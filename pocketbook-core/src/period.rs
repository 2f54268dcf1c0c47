//! Date ranges and calendar-month helpers.

use chrono::{Datelike, NaiveDate};
use serde::{Deserialize, Serialize};

/// Inclusive date range used to filter ledger rows.
#[derive(Debug, Clone, Copy, PartialEq, Eq, Serialize, Deserialize)]
pub struct Period {
    pub start: NaiveDate,
    pub end: NaiveDate,
}

impl Period {
    /// Build a period, swapping the bounds if given in reverse.
    pub fn new(start: NaiveDate, end: NaiveDate) -> Self {
        if start <= end {
            Self { start, end }
        } else {
            Self { start: end, end: start }
        }
    }

    pub fn contains(&self, date: NaiveDate) -> bool {
        self.start <= date && date <= self.end
    }

    /// Human-readable label, e.g. "01 Mar 2024 to 31 Mar 2024"
    pub fn label(&self) -> String {
        format!(
            "{} to {}",
            self.start.format("%d %b %Y"),
            self.end.format("%d %b %Y")
        )
    }
}

/// Last calendar day of the month containing `date`.
pub fn month_end(date: NaiveDate) -> NaiveDate {
    let (y, m) = if date.month() == 12 {
        (date.year() + 1, 1)
    } else {
        (date.year(), date.month() + 1)
    };
    NaiveDate::from_ymd_opt(y, m, 1)
        .and_then(|first| first.pred_opt())
        .unwrap_or(date)
}

/// Ledger file label for the month containing `date`, e.g. "FEB-2024".
pub fn month_label(date: NaiveDate) -> String {
    date.format("%b-%Y").to_string().to_uppercase()
}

* _Your goal_
Pull out every line of the records above that contains the word "start".

* _Reply_
    pub start: NaiveDate,
    pub fn new(start: NaiveDate, end: NaiveDate) -> Self {
        if start <= end {
            Self { start, end }
            Self { start: end, end: start }
        self.start <= date && date <= self.end
            self.start.format("%d %b %Y"),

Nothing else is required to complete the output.